Highlights & Insights¶

"SFT Memorizes, RL Generalizes" is a robust insight: Quantitatively verified through ID/OOD behavioral statistics, providing a clear methodology for balancing structure and generalization.
Serious approach to anti-reward hacking: Modeling enumeration as a double penalty is far more reliable than purely positive reinforcement, a tactic transferable to other RLVR tasks.
The structured reasoning paradigm serves as both interface and supervision: It unifies the CoT template with verifiable reward anchors.
Sample efficiency: Achieving SOTA with only 4k SFT and 19k RL samples against baselines using 10× more data validates the effectiveness of structured cold starts.

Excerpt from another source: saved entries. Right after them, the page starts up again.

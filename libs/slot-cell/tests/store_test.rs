use std::sync::{Arc, Barrier};
use std::thread;

use assert_matches::assert_matches;
use chrono::{DateTime, Duration, Timelike, Utc};
use rusqlite::params;
use uuid::Uuid;

use shared_database::{encode_ts, ClinicDb, DatabaseError};
use slot_cell::models::{
    CreateSlotRequest, Modality, SlotError, SlotStatus, UpdateSlotRequest,
};
use slot_cell::services::store::{set_slot_status, SlotStoreService};

fn test_db() -> Arc<ClinicDb> {
    Arc::new(ClinicDb::open_in_memory().unwrap())
}

fn seed_provider(db: &ClinicDb) -> Uuid {
    let id = Uuid::new_v4();
    db.transaction::<_, DatabaseError>(|tx| {
        tx.execute(
            "INSERT INTO providers (id, full_name, specialty, created_at) VALUES (?1, ?2, ?3, ?4)",
            params![id.to_string(), "Dr. Test", "General Practice", encode_ts(Utc::now())],
        )?;
        Ok(())
    })
    .unwrap();
    id
}

/// A morning one week from now, aligned to the hour so offsets are readable.
fn base_time() -> DateTime<Utc> {
    (Utc::now() + Duration::days(7))
        .with_minute(0)
        .unwrap()
        .with_second(0)
        .unwrap()
        .with_nanosecond(0)
        .unwrap()
}

fn create_request(provider_id: Uuid, start: DateTime<Utc>, end: DateTime<Utc>) -> CreateSlotRequest {
    CreateSlotRequest {
        provider_id,
        start_time: start,
        end_time: end,
        modality: Modality::InPerson,
        status: None,
    }
}

#[test]
fn create_and_list_slots() {
    let db = test_db();
    let provider = seed_provider(&db);
    let service = SlotStoreService::new(db);

    let start = base_time();
    let slot = service
        .create_slot(create_request(provider, start, start + Duration::minutes(45)))
        .unwrap();
    assert_eq!(slot.status, SlotStatus::Available);

    service
        .create_slot(create_request(
            provider,
            start + Duration::hours(2),
            start + Duration::hours(2) + Duration::minutes(45),
        ))
        .unwrap();

    let slots = service.list_slots(provider, None).unwrap();
    assert_eq!(slots.len(), 2);
    assert!(slots[0].start_time < slots[1].start_time);

    let on_day = service
        .list_slots(provider, Some(start.date_naive()))
        .unwrap();
    assert_eq!(on_day.len(), 2);
    let other_day = service
        .list_slots(provider, Some(start.date_naive() + Duration::days(3)))
        .unwrap();
    assert!(other_day.is_empty());
}

#[test]
fn overlapping_slot_rejected() {
    let db = test_db();
    let provider = seed_provider(&db);
    let service = SlotStoreService::new(db);

    let start = base_time();
    service
        .create_slot(create_request(provider, start, start + Duration::minutes(45)))
        .unwrap();

    // Partial intersection from either side.
    let result = service.create_slot(create_request(
        provider,
        start + Duration::minutes(30),
        start + Duration::minutes(75),
    ));
    assert_matches!(result, Err(SlotError::Overlap));

    let result = service.create_slot(create_request(
        provider,
        start - Duration::minutes(15),
        start + Duration::minutes(15),
    ));
    assert_matches!(result, Err(SlotError::Overlap));

    // Containment.
    let result = service.create_slot(create_request(
        provider,
        start + Duration::minutes(10),
        start + Duration::minutes(20),
    ));
    assert_matches!(result, Err(SlotError::Overlap));
}

#[test]
fn back_to_back_slots_are_legal() {
    let db = test_db();
    let provider = seed_provider(&db);
    let service = SlotStoreService::new(db);

    let start = base_time();
    service
        .create_slot(create_request(provider, start, start + Duration::minutes(45)))
        .unwrap();

    // [start, end) is half-open: a slot starting exactly at the previous end
    // does not intersect.
    let result = service.create_slot(create_request(
        provider,
        start + Duration::minutes(45),
        start + Duration::minutes(90),
    ));
    assert!(result.is_ok());
}

#[test]
fn other_providers_do_not_collide() {
    let db = test_db();
    let provider_a = seed_provider(&db);
    let provider_b = seed_provider(&db);
    let service = SlotStoreService::new(db);

    let start = base_time();
    service
        .create_slot(create_request(provider_a, start, start + Duration::minutes(45)))
        .unwrap();
    let result =
        service.create_slot(create_request(provider_b, start, start + Duration::minutes(45)));
    assert!(result.is_ok());
}

#[test]
fn invalid_range_rejected() {
    let db = test_db();
    let provider = seed_provider(&db);
    let service = SlotStoreService::new(db);

    let start = base_time();
    let result = service.create_slot(create_request(provider, start, start));
    assert_matches!(result, Err(SlotError::InvalidRange(_)));

    let result =
        service.create_slot(create_request(provider, start, start - Duration::minutes(30)));
    assert_matches!(result, Err(SlotError::InvalidRange(_)));
}

#[test]
fn past_start_rejected() {
    let db = test_db();
    let provider = seed_provider(&db);
    let service = SlotStoreService::new(db);

    let start = Utc::now() - Duration::hours(2);
    let result = service.create_slot(create_request(provider, start, start + Duration::hours(1)));
    assert_matches!(result, Err(SlotError::InvalidRange(_)));
}

#[test]
fn unknown_provider_rejected() {
    let db = test_db();
    let service = SlotStoreService::new(db);

    let start = base_time();
    let result = service.create_slot(create_request(
        Uuid::new_v4(),
        start,
        start + Duration::minutes(45),
    ));
    assert_matches!(result, Err(SlotError::ProviderNotFound));
}

#[test]
fn creating_occupied_slot_rejected() {
    let db = test_db();
    let provider = seed_provider(&db);
    let service = SlotStoreService::new(db);

    let start = base_time();
    let mut request = create_request(provider, start, start + Duration::minutes(45));
    request.status = Some(SlotStatus::Occupied);
    assert_matches!(service.create_slot(request), Err(SlotError::Validation(_)));
}

#[test]
fn blocked_window_still_collides() {
    let db = test_db();
    let provider = seed_provider(&db);
    let service = SlotStoreService::new(db);

    let start = base_time();
    let mut request = create_request(provider, start, start + Duration::minutes(30));
    request.status = Some(SlotStatus::Blocked);
    service.create_slot(request).unwrap();

    let result =
        service.create_slot(create_request(provider, start, start + Duration::minutes(30)));
    assert_matches!(result, Err(SlotError::Overlap));
}

#[test]
fn occupied_slot_cannot_be_edited_or_deleted() {
    let db = test_db();
    let provider = seed_provider(&db);
    let service = SlotStoreService::new(db.clone());

    let start = base_time();
    let slot = service
        .create_slot(create_request(provider, start, start + Duration::minutes(45)))
        .unwrap();

    db.transaction::<_, DatabaseError>(|tx| set_slot_status(tx, slot.id, SlotStatus::Occupied))
        .unwrap();

    let result = service.update_slot(
        slot.id,
        UpdateSlotRequest {
            status: Some(SlotStatus::Blocked),
            ..Default::default()
        },
    );
    assert_matches!(result, Err(SlotError::Conflict));

    assert_matches!(service.delete_slot(slot.id), Err(SlotError::Conflict));
}

#[test]
fn update_rechecks_overlap_when_times_move() {
    let db = test_db();
    let provider = seed_provider(&db);
    let service = SlotStoreService::new(db);

    let start = base_time();
    service
        .create_slot(create_request(provider, start, start + Duration::minutes(45)))
        .unwrap();
    let second = service
        .create_slot(create_request(
            provider,
            start + Duration::hours(2),
            start + Duration::hours(2) + Duration::minutes(45),
        ))
        .unwrap();

    let result = service.update_slot(
        second.id,
        UpdateSlotRequest {
            start_time: Some(start + Duration::minutes(30)),
            end_time: Some(start + Duration::minutes(75)),
            ..Default::default()
        },
    );
    assert_matches!(result, Err(SlotError::Overlap));

    // Moving to a free window succeeds.
    let moved = service
        .update_slot(
            second.id,
            UpdateSlotRequest {
                start_time: Some(start + Duration::hours(3)),
                end_time: Some(start + Duration::hours(3) + Duration::minutes(45)),
                ..Default::default()
            },
        )
        .unwrap();
    assert_eq!(moved.start_time, start + Duration::hours(3));
}

#[test]
fn available_and_blocked_toggle() {
    let db = test_db();
    let provider = seed_provider(&db);
    let service = SlotStoreService::new(db);

    let start = base_time();
    let slot = service
        .create_slot(create_request(provider, start, start + Duration::minutes(45)))
        .unwrap();

    let blocked = service
        .update_slot(
            slot.id,
            UpdateSlotRequest {
                status: Some(SlotStatus::Blocked),
                ..Default::default()
            },
        )
        .unwrap();
    assert_eq!(blocked.status, SlotStatus::Blocked);

    let available = service
        .update_slot(
            slot.id,
            UpdateSlotRequest {
                status: Some(SlotStatus::Available),
                ..Default::default()
            },
        )
        .unwrap();
    assert_eq!(available.status, SlotStatus::Available);
}

#[test]
fn concurrent_overlapping_creates_admit_exactly_one() {
    let db = test_db();
    let provider = seed_provider(&db);
    let start = base_time();

    let attempts = 8;
    let barrier = Arc::new(Barrier::new(attempts));

    let handles: Vec<_> = (0..attempts)
        .map(|_| {
            let db = db.clone();
            let barrier = barrier.clone();
            thread::spawn(move || {
                barrier.wait();
                SlotStoreService::new(db).create_slot(create_request(
                    provider,
                    start,
                    start + Duration::minutes(45),
                ))
            })
        })
        .collect();

    let mut winners = 0;
    let mut losers = 0;
    for handle in handles {
        match handle.join().unwrap() {
            Ok(_) => winners += 1,
            Err(SlotError::Overlap) => losers += 1,
            Err(e) => panic!("unexpected create error: {e}"),
        }
    }
    assert_eq!(winners, 1);
    assert_eq!(losers, attempts - 1);

    let slots = SlotStoreService::new(db).list_slots(provider, None).unwrap();
    assert_eq!(slots.len(), 1);
}

#[test]
fn delete_missing_slot_not_found() {
    let db = test_db();
    let service = SlotStoreService::new(db);
    assert_matches!(service.delete_slot(Uuid::new_v4()), Err(SlotError::NotFound));
}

Limitations & Future Work¶

Task domain constraints: TVR uses synthetic CLEVR-style scenes; generalization to open-world multi-view tasks like long-range navigation requires further verification.
Dependency on closed-source teachers: Stage 1 CoTs are generated by Gemini-2.5-Pro; the supervisor's ceiling and filtering noise may discard valid reasoning paths that happen to lead to incorrect final answers.
Manual reward design: The multi-tiered scoring is currently tailored specifically for TVR structures, increasing the cost of migration to non-structured answer formats.
Ground truth for reference labels: The mechanism for \(R^{\text{ref}}\) supervision in real-world tasks depends on supplementals and may introduce uncertainty during replication.

vs LMM-R1 / Video-R1: While these explore multimodal RL for math or video, they are general-purpose. STAR-R1 is the first to optimize RL specifically for multi-view spatial understanding with reference-aware rewards.
vs Naive GRPO: STAR-R1 extends GRPO with dense rewards and penalties; the performance gap in TVR (61.4 vs 54.5) proves that naive GRPO is insufficient for structured multi-step outputs.
Transferable Insight: Using explicit structured reasoning trajectories as both SFT templates and RL reward anchors can be extended to any multimodal task requiring verifiable intermediate steps (e.g., flowchart or diagram reasoning).

Rating¶

Novelty: ⭐⭐⭐⭐ Systematic application of RL to multi-view spatial reasoning.
Experimental Thoroughness: ⭐⭐⭐⭐ Four benchmarks plus extensive reward ablation and behavioral analysis.
Writing Quality: ⭐⭐⭐⭐ Clear "SFT vs RL" storyline.
Value: ⭐⭐⭐⭐ Demonstrates that an open-source 7B can achieve near-human performance in spatial intelligence using efficient RL strategies.